# Tailgating Setup - Cannot Detect SWM



## purecharger (Sep 25, 2007)

I spent a few hours today trying a dry run of the tailgate setup I hope to have ready in a couple weeks and it didn't go so great. Here is my equipment:

SL-3 dish
Power Inserter
HR24 receiver

I connected the coax from the dish to the "Signal to IRD" on the power inserter, connected another coax cable from "Power to SWM" on the power inserter to my receiver and when the receiver turns on I get code 775 with the message "Cannot detect SWM" in the satellite setup screen.

I called DirecTV and the support representative thought that the SWM wasn't detected because I had not properly grounded the coax cable coming from the dish. I wasn't able to connect the ground wire to ground while she was on the line, but after hanging up I did connect it to a ground and I still had error code 775.

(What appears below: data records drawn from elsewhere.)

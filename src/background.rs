//! Background asset updates.
//!
//! Copies the current wallpaper into the theme's asset directory. Video and
//! animated wallpapers go through frame extraction first; the extracted
//! scratch frame is removed after the copy attempt either way.

use std::borrow::Cow;
use std::env;
use std::fs;
use std::path::Path;

use crate::constants::{FRAME_SCRATCH_NAME, LOG_TAG};
use crate::paths::Paths;
use crate::privileged::PrivilegedFs;
use crate::video::{is_video, FrameExtractor};

/// Copies the wallpaper (or the first frame of a video wallpaper) onto the
/// theme's `assets/background.png`.
///
/// Returns false without touching the existing asset when the asset
/// directory cannot be created or frame extraction fails. The copy itself is
/// all-or-nothing at the file level, so a failed copy leaves the previous
/// background intact as well.
pub fn update(
    wallpaper: &Path,
    paths: &Paths,
    ops: &dyn PrivilegedFs,
    extractor: &dyn FrameExtractor,
) -> bool {
    let assets_dir = paths.assets_dir();
    if !assets_dir.is_dir() {
        if let Err(e) = ops.create_dir_all(&assets_dir) {
            println!("{LOG_TAG} Failed to create asset directory: {e:#}");
            return false;
        }
    }

    let dest = paths.background_png();
    let video = is_video(wallpaper);
    let frame = env::temp_dir().join(FRAME_SCRATCH_NAME);

    let src = if video {
        if let Err(e) = extractor.extract_first_frame(wallpaper, &frame) {
            println!(
                "{LOG_TAG} Frame extraction failed for {}: {e:#}",
                display_name(wallpaper)
            );
            println!("{LOG_TAG} Keeping existing background");
            return false;
        }
        frame.as_path()
    } else {
        wallpaper
    };

    let copied = ops.copy_file(src, &dest);

    // Best-effort scratch cleanup, independent of the copy outcome.
    if video && frame.is_file() {
        let _ = fs::remove_file(&frame);
    }

    match copied {
        Ok(()) => {
            println!("{LOG_TAG} Background updated: {}", display_name(wallpaper));
            true
        }
        Err(e) => {
            println!("{LOG_TAG} Failed to copy background: {e:#}");
            false
        }
    }
}

fn display_name(path: &Path) -> Cow<'_, str> {
    path.file_name()
        .map_or_else(|| path.to_string_lossy(), |name| name.to_string_lossy())
}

I'm not sure what to do next to get this working. Do I need a B-band converter? Is it possible my power inserter isn't working properly? Also note that I originally had the coax cables switched on the power inserter (dish -> power to swm and receiver -> signal to IRD) but as soon as I would screw the coax from the dish into "Power to SWM" the green light would go off. The CSR at DirecTV had me switch them and now the green light stays on.

Any help is appreciated!!


----------



## BNUMM (Dec 24, 2006)

Te cable from the dish goes to the power to SWM side and signal IRD goes to the receiver.


----------



## peds48 (Jan 11, 2008)

from your post over at DirecTV forums

First, disconnect the power inserter until we know what you really have. You NEVER want to have the PWR to SWM going to the receiver, it will damage the receiver or LNB if is not SWM!

how many outputs on the LNB? One or four?

If one, it is a SWM LNB and you need the power inserter.
if four, it is NOT a SWM and you DONT need the power inserter but you will 2 lines (for dual tuner function) and a pair of BBCs


----------



## purecharger (Sep 25, 2007)

BNUMM- thats what I thought too from researching posts here and on other forums, however as soon as I inserted the coax cable from the dish into the "Power to SWM" the green light on the power inserter turned off. When I spoke with DirecTV support I told her that and she said "I know its confusing but the cable from the dish goes to "Signal to IRD" and the cable from your receiver goes to "Power to SWM"".

peds48- I have one output on the LNB, I even unscrewed the LNB from the dish arm to find out.


----------



## DB Stalker (Aug 22, 2013)

The light on the power inserter goes out when a shorted system is connected. I haven't ever tried to see what happens if a PI is connected directly to a non SWM LNB, but I know that it'll act that way when connected to (at least certain) dish network LNBs. If your LNB only has one output, then try with a different piece of coax to the dish. You could also try disconnecting the coax from the LNB and see if the light comes on.

#)


----------



## DB Stalker (Aug 22, 2013)

BNUMM- thats what I thought too from researching posts here and on other forums, however as soon as I inserted the coax cable from the dish into the "Power to SWM" the green light on the power inserter turned off. When I spoke with DirecTV support I told her that and she said "I know its confusing but the cable from the dish goes to "Signal to IRD" and the cable from your receiver goes to "Power to SWM"".

peds48- I have one output on the LNB, I even unscrewed the LNB from the dish arm to find out.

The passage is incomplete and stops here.